** Task instructions **
Every line in the data below from the one containing "metric names and" down to the one containing "falling back to", both included, must be retyped exactly; no other line is to appear.

** Saved data entries **
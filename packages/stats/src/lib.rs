#![cfg_attr(feature = "fail-on-warnings", deny(warnings))]
#![warn(clippy::all, clippy::pedantic, clippy::nursery, clippy::cargo)]
#![allow(clippy::multiple_crate_versions, clippy::cargo_common_metadata)]

//! Per-state aggregation of regional outbreak statistics.
//!
//! Reads the flat per-region CSV table, maps its columns onto the canonical
//! metric names and sums every metric per state label. Nothing is cached:
//! each call to [`get_state_aggregates`] re-reads the file so callers always
//! see what is currently on disk.

pub mod aggregate;
pub mod table;

use std::path::{Path, PathBuf};

use outbreak_stats_models::StateAggregate;
use thiserror::Error;

pub use aggregate::aggregate;
pub use table::{load_records, parse_records};

/// Default location of the per-region statistics table.
pub const DEFAULT_DATA_PATH: &str = "data/statestats.csv";

/// Environment variable that overrides [`DEFAULT_DATA_PATH`].
pub const DATA_PATH_ENV: &str = "STATE_STATS_PATH";

/// Errors that can occur while loading or aggregating statistics.
#[derive(Debug, Error)]
pub enum StatsError {
    /// The statistics table does not exist at the configured location.
    #[error("Data file not found. Please place it at {}", path.display())]
    DataSourceMissing {
        /// Expected location of the table.
        path: PathBuf,
    },

    /// A required column is absent from the header row.
    #[error("Required column '{column}' is missing from the statistics table")]
    MissingColumn {
        /// Source header name that was expected.
        column: &'static str,
    },

    /// A numeric cell could not be read as a non-negative count.
    #[error("Invalid value '{value}' in column '{column}' at row {row}")]
    InvalidValue {
        /// 1-based data row number (the header is row 0).
        row: usize,
        /// Source header name of the cell.
        column: &'static str,
        /// Raw cell content.
        value: String,
    },

    /// CSV parsing failed.
    #[error("CSV error: {0}")]
    Csv(#[from] csv::Error),

    /// Reading the file failed.
    #[error("I/O error: {0}")]
    Io(#[from] std::io::Error),
}

/// Location of the per-region statistics table.
#[derive(Debug, Clone, PartialEq, Eq)]
pub struct StateStatsSource {
    path: PathBuf,
}

impl StateStatsSource {
    /// Creates a source reading from `path`.
    #[must_use]
    pub fn new(path: impl Into<PathBuf>) -> Self {
        Self { path: path.into() }
    }

    /// Builds the source from `STATE_STATS_PATH`, falling back to
    /// [`DEFAULT_DATA_PATH`] when the variable is unset or empty.
    #[must_use]
    pub fn from_env() -> Self {
        std::env::var(DATA_PATH_ENV)
            .ok()
            .filter(|p| !p.trim().is_empty())
            .map_or_else(Self::default, Self::new)
    }

    /// Path of the table on disk.
    #[must_use]
    pub fn path(&self) -> &Path {
        &self.path
    }
}

impl Default for StateStatsSource {
    fn default() -> Self {
        Self::new(DEFAULT_DATA_PATH)
    }
}

/// Reads the table and returns one aggregate per distinct state label.
///
/// Rows are grouped by exact (case-sensitive) label. Output follows the
/// order in which each label first appears in the table.
///
/// # Errors
///
/// * [`StatsError::DataSourceMissing`] if the table does not exist
/// * [`StatsError::MissingColumn`] or [`StatsError::InvalidValue`] if the
///   table does not have the expected shape
/// * [`StatsError::Csv`] / [`StatsError::Io`] if reading fails
pub fn get_state_aggregates(source: &StateStatsSource) -> Result<Vec<StateAggregate>, StatsError> {
    let records = load_records(source.path())?;
    let aggregates = aggregate(&records);

    log::debug!(
        "Aggregated {} region rows into {} states from {}",
        records.len(),
        aggregates.len(),
        source.path().display()
    );

    Ok(aggregates)
}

** Completed exercise **
//! metric names and sums every metric per state label. Nothing is cached:
//! each call to [`get_state_aggregates`] re-reads the file so callers always
//! see what is currently on disk.

pub mod aggregate;
pub mod table;

use std::path::{Path, PathBuf};

use outbreak_stats_models::StateAggregate;
use thiserror::Error;

pub use aggregate::aggregate;
pub use table::{load_records, parse_records};

/// Default location of the per-region statistics table.
pub const DEFAULT_DATA_PATH: &str = "data/statestats.csv";

/// Environment variable that overrides [`DEFAULT_DATA_PATH`].
pub const DATA_PATH_ENV: &str = "STATE_STATS_PATH";

/// Errors that can occur while loading or aggregating statistics.
#[derive(Debug, Error)]
pub enum StatsError {
    /// The statistics table does not exist at the configured location.
    #[error("Data file not found. Please place it at {}", path.display())]
    DataSourceMissing {
        /// Expected location of the table.
        path: PathBuf,
    },

    /// A required column is absent from the header row.
    #[error("Required column '{column}' is missing from the statistics table")]
    MissingColumn {
        /// Source header name that was expected.
        column: &'static str,
    },

    /// A numeric cell could not be read as a non-negative count.
    #[error("Invalid value '{value}' in column '{column}' at row {row}")]
    InvalidValue {
        /// 1-based data row number (the header is row 0).
        row: usize,
        /// Source header name of the cell.
        column: &'static str,
        /// Raw cell content.
        value: String,
    },

    /// CSV parsing failed.
    #[error("CSV error: {0}")]
    Csv(#[from] csv::Error),

    /// Reading the file failed.
    #[error("I/O error: {0}")]
    Io(#[from] std::io::Error),
}

/// Location of the per-region statistics table.
#[derive(Debug, Clone, PartialEq, Eq)]
pub struct StateStatsSource {
    path: PathBuf,
}

impl StateStatsSource {
    /// Creates a source reading from `path`.
    #[must_use]
    pub fn new(path: impl Into<PathBuf>) -> Self {
        Self { path: path.into() }
    }

    /// Builds the source from `STATE_STATS_PATH`, falling back to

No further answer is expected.